*** Opening DATA EXTRACTS ***
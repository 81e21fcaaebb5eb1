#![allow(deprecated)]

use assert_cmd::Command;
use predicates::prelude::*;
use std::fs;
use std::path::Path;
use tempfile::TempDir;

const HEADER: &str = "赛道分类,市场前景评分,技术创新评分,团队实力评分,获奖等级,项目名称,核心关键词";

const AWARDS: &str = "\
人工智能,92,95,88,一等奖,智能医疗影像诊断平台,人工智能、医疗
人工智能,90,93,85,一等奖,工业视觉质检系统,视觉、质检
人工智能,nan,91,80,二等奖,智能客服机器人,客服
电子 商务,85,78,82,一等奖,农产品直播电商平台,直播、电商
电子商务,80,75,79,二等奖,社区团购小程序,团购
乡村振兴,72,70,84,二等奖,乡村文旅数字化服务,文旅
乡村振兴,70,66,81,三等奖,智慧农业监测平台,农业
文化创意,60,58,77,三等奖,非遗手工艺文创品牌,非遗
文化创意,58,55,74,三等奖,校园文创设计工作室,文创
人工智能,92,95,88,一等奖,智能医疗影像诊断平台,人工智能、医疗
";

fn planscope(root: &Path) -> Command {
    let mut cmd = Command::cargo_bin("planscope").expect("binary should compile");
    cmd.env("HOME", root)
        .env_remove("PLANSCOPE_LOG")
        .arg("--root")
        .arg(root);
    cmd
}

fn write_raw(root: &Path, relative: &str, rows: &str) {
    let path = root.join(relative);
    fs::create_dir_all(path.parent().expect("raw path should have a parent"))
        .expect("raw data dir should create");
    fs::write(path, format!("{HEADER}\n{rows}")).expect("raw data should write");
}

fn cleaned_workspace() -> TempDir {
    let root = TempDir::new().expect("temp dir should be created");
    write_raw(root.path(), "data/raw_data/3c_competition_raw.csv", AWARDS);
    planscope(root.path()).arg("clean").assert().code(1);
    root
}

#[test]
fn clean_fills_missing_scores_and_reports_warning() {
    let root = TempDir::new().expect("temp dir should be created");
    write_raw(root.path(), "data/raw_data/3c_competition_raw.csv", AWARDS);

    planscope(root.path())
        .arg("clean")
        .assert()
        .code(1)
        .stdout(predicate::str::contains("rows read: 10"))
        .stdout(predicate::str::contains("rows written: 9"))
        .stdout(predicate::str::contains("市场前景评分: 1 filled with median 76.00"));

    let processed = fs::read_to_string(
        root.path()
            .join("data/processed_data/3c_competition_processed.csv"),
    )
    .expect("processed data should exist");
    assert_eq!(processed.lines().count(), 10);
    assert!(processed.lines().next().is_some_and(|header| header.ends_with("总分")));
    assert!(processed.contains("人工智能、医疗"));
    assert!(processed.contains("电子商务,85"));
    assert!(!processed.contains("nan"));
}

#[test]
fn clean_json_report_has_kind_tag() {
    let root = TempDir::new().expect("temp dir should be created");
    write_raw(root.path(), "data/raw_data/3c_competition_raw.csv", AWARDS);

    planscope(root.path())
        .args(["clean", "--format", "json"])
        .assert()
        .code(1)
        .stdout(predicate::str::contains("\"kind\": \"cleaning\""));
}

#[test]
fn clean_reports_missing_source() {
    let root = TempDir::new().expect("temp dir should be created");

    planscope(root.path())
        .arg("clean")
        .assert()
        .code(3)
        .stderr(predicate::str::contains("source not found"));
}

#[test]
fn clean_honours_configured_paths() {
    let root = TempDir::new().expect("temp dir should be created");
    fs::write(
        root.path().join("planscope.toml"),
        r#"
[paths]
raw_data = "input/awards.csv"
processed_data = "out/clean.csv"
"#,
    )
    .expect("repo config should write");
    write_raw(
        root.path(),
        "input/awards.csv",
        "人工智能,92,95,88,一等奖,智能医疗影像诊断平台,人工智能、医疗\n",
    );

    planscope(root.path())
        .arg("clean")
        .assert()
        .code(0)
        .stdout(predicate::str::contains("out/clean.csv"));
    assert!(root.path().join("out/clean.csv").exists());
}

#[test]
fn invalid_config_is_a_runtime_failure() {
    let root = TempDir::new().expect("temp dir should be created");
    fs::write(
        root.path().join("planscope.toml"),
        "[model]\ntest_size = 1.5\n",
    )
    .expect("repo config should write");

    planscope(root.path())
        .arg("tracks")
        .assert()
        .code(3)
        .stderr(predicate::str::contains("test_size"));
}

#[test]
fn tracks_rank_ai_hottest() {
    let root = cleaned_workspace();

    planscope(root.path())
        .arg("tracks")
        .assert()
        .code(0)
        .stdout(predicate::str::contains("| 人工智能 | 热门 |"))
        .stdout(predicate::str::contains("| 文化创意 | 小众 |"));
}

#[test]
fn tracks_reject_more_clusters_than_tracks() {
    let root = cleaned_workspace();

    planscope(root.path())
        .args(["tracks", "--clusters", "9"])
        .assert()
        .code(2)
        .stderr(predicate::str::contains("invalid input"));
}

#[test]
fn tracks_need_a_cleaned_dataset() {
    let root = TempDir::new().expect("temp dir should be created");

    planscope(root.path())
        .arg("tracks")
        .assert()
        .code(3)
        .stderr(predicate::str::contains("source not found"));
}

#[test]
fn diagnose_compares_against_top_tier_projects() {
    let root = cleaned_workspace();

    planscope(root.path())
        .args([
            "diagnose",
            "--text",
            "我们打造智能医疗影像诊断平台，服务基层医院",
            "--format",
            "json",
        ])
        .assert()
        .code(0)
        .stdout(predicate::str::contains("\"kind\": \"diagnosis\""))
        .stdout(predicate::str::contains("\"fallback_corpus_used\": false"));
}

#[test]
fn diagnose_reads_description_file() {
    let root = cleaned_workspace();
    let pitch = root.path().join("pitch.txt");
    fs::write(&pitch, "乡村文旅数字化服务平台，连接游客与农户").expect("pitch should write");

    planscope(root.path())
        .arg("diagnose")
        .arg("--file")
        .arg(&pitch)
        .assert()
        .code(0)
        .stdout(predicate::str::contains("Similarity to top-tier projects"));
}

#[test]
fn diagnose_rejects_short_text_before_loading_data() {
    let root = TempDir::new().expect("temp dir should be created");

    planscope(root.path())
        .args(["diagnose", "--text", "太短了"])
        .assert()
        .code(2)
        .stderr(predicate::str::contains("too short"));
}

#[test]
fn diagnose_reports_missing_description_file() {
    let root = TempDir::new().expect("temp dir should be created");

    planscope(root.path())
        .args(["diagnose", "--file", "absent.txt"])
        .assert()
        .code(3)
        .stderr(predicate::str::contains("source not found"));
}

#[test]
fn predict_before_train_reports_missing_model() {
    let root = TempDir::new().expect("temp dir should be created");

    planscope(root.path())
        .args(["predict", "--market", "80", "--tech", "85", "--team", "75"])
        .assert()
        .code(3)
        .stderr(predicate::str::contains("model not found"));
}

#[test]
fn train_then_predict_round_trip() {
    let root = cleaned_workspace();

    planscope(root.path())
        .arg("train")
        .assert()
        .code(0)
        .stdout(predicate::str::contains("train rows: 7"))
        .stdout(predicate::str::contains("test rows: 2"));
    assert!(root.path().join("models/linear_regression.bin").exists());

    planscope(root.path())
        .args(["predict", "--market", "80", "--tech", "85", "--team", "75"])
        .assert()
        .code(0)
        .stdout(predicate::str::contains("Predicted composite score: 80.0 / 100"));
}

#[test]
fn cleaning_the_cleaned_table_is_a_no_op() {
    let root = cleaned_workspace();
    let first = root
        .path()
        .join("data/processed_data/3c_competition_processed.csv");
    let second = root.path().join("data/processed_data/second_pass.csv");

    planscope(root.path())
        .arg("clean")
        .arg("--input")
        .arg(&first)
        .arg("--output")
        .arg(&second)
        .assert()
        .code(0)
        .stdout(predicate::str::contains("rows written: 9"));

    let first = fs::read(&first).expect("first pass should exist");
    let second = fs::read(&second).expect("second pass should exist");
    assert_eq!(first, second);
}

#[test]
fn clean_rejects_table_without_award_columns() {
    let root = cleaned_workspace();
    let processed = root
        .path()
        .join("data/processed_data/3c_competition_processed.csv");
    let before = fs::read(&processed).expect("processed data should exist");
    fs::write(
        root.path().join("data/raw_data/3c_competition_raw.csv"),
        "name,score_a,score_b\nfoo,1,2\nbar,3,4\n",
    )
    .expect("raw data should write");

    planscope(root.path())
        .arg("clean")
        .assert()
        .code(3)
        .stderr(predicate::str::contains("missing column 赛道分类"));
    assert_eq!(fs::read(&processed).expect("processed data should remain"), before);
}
*** Closing DATA EXTRACTS ***
TASK OBJECTIVE: Reproduce each line from the records that contains the word "stderr".

WRITTEN SOLUTION:
        .stderr(predicate::str::contains("source not found"));
        .stderr(predicate::str::contains("test_size"));
        .stderr(predicate::str::contains("invalid input"));
        .stderr(predicate::str::contains("source not found"));
        .stderr(predicate::str::contains("too short"));
        .stderr(predicate::str::contains("source not found"));
        .stderr(predicate::str::contains("model not found"));
        .stderr(predicate::str::contains("missing column 赛道分类"));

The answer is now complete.